• TASK BRIEF:
Write the entries below out again in full. Match every character.

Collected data

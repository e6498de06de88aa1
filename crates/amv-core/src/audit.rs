//! Append-only audit log of external commands and their output.
//!
//! One plain-text file per local calendar day. Every write reopens the file in
//! append mode, so concurrent workflows interleave whole lines and nothing is
//! ever truncated. Audit failures are logged and swallowed: losing an audit
//! line must never fail the operation being audited.

use chrono::{DateTime, Local};
use std::fs::OpenOptions;
use std::io::Write;
use std::path::{Path, PathBuf};
use tracing::warn;

/// Daily audit log rooted at a logs directory.
#[derive(Debug, Clone)]
pub struct AuditLog {
    dir: PathBuf,
}

impl AuditLog {
    /// Create an audit log writing `amv-YYYY-MM-DD.log` files under `dir`.
    pub fn new(dir: impl Into<PathBuf>) -> Self {
        Self { dir: dir.into() }
    }

    pub fn dir(&self) -> &Path {
        &self.dir
    }

    /// Path of the file that receives writes made at `at`.
    pub fn file_for(&self, at: DateTime<Local>) -> PathBuf {
        self.dir
            .join(format!("amv-{}.log", at.format("%Y-%m-%d")))
    }

    /// Path of today's file.
    pub fn current_file(&self) -> PathBuf {
        self.file_for(Local::now())
    }

    /// Append one timestamped entry. Multi-line text is indented under the stamp.
    pub fn append(&self, text: &str) {
        let now = Local::now();
        let mut entry = format!("[{}] ", now.format("%Y-%m-%d %H:%M:%S"));
        let mut lines = text.lines();
        entry.push_str(lines.next().unwrap_or(""));
        entry.push('\n');
        for line in lines {
            entry.push_str("    ");
            entry.push_str(line);
            entry.push('\n');
        }

        if let Err(e) = self.write_raw(&self.file_for(now), entry.as_bytes()) {
            warn!("Failed to append to audit log in {}: {}", self.dir.display(), e);
        }
    }

    /// Record a command invocation.
    pub fn command(&self, argv: &[String]) {
        self.append(&format!("$ {}", format_argv(argv)));
    }

    /// Record a finished command with its captured streams.
    pub fn command_output(&self, exit: Option<i32>, stdout: &str, stderr: &str) {
        let code = exit
            .map(|c| c.to_string())
            .unwrap_or_else(|| "none".to_string());
        let mut text = format!("exit={}", code);
        if !stdout.trim().is_empty() {
            text.push_str("\n--- stdout ---\n");
            text.push_str(stdout.trim_end());
        }
        if !stderr.trim().is_empty() {
            text.push_str("\n--- stderr ---\n");
            text.push_str(stderr.trim_end());
        }
        self.append(&text);
    }

    fn write_raw(&self, path: &Path, bytes: &[u8]) -> std::io::Result<()> {
        std::fs::create_dir_all(&self.dir)?;
        let mut file = OpenOptions::new().create(true).append(true).open(path)?;
        file.write_all(bytes)
    }
}

/// Render an argument vector for logs, quoting arguments that contain spaces.
pub fn format_argv(argv: &[String]) -> String {
    argv.iter()
        .map(|a| {
            if a.is_empty() || a.contains(char::is_whitespace) {
                format!("\"{}\"", a)
            } else {
                a.clone()
            }
        })
        .collect::<Vec<_>>()
        .join(" ")
}
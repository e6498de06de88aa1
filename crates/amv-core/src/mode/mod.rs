//! Persisted execution mode ("cpu" or "gpu") and recent-file history.

mod record;
mod store;

pub use record::{normalize, ModeRecord, SetupType};
pub use store::{LoadedMode, ModeStore};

• YOUR SOLUTION:
repository e6498de06de88aa1
filename crates/amv-core/src/audit.rs
//! Append-only audit log of external commands and their output.
//!
//! One plain-text file per local calendar day. Every write reopens the file in
//! append mode, so concurrent workflows interleave whole lines and nothing is
//! ever truncated. Audit failures are logged and swallowed: losing an audit
//! line must never fail the operation being audited.

use chrono::{DateTime, Local};
use std::fs::OpenOptions;
use std::io::Write;
use std::path::{Path, PathBuf};
use tracing::warn;

/// Daily audit log rooted at a logs directory.
#[derive(Debug, Clone)]
pub struct AuditLog {
    dir: PathBuf,
}

impl AuditLog {
    /// Create an audit log writing `amv-YYYY-MM-DD.log` files under `dir`.
    pub fn new(dir: impl Into<PathBuf>) -> Self {
        Self { dir: dir.into() }
    }

    pub fn dir(&self) -> &Path {
        &self.dir
    }

    /// Path of the file that receives writes made at `at`.
    pub fn file_for(&self, at: DateTime<Local>) -> PathBuf {
        self.dir
            .join(format!("amv-{}.log", at.format("%Y-%m-%d")))
    }

    /// Path of today's file.
    pub fn current_file(&self) -> PathBuf {
        self.file_for(Local::now())
    }

    /// Append one timestamped entry. Multi-line text is indented under the stamp.
    pub fn append(&self, text: &str) {
        let now = Local::now();
        let mut entry = format!("[{}] ", now.format("%Y-%m-%d %H:%M:%S"));
        let mut lines = text.lines();
        entry.push_str(lines.next().unwrap_or(""));
        entry.push('\n');
        for line in lines {
            entry.push_str("    ");
            entry.push_str(line);
            entry.push('\n');
        }

        if let Err(e) = self.write_raw(&self.file_for(now), entry.as_bytes()) {
            warn!("Failed to append to audit log in {}: {}", self.dir.display(), e);
        }
    }

    /// Record a command invocation.
    pub fn command(&self, argv: &[String]) {
        self.append(&format!("$ {}", format_argv(argv)));
    }

    /// Record a finished command with its captured streams.
    pub fn command_output(&self, exit: Option<i32>, stdout: &str, stderr: &str) {
        let code = exit
            .map(|c| c.to_string())
            .unwrap_or_else(|| "none".to_string());
        let mut text = format!("exit={}", code);
        if !stdout.trim().is_empty() {
            text.push_str("\n--- stdout ---\n");
            text.push_str(stdout.trim_end());
        }
        if !stderr.trim().is_empty() {
            text.push_str("\n--- stderr ---\n");
            text.push_str(stderr.trim_end());
        }
        self.append(&text);
    }

    fn write_raw(&self, path: &Path, bytes: &[u8]) -> std::io::Result<()> {
        std::fs::create_dir_all(&self.dir)?;
        let mut file = OpenOptions::new().create(true).append(true).open(path)?;
        file.write_all(bytes)
    }
}

/// Render an argument vector for logs, quoting arguments that contain spaces.
pub fn format_argv(argv: &[String]) -> String {
    argv.iter()
        .map(|a| {
            if a.is_empty() || a.contains(char::is_whitespace) {
                format!("\"{}\"", a)
            } else {
                a.clone()
            }
        })
        .collect::<Vec<_>>()
        .join(" ")
}
repository e6498de06de88aa1
filename crates/amv-core/src/mode/mod.rs
//! Persisted execution mode ("cpu" or "gpu") and recent-file history.

mod record;
mod store;

pub use record::{normalize, ModeRecord, SetupType};
pub use store::{LoadedMode, ModeStore};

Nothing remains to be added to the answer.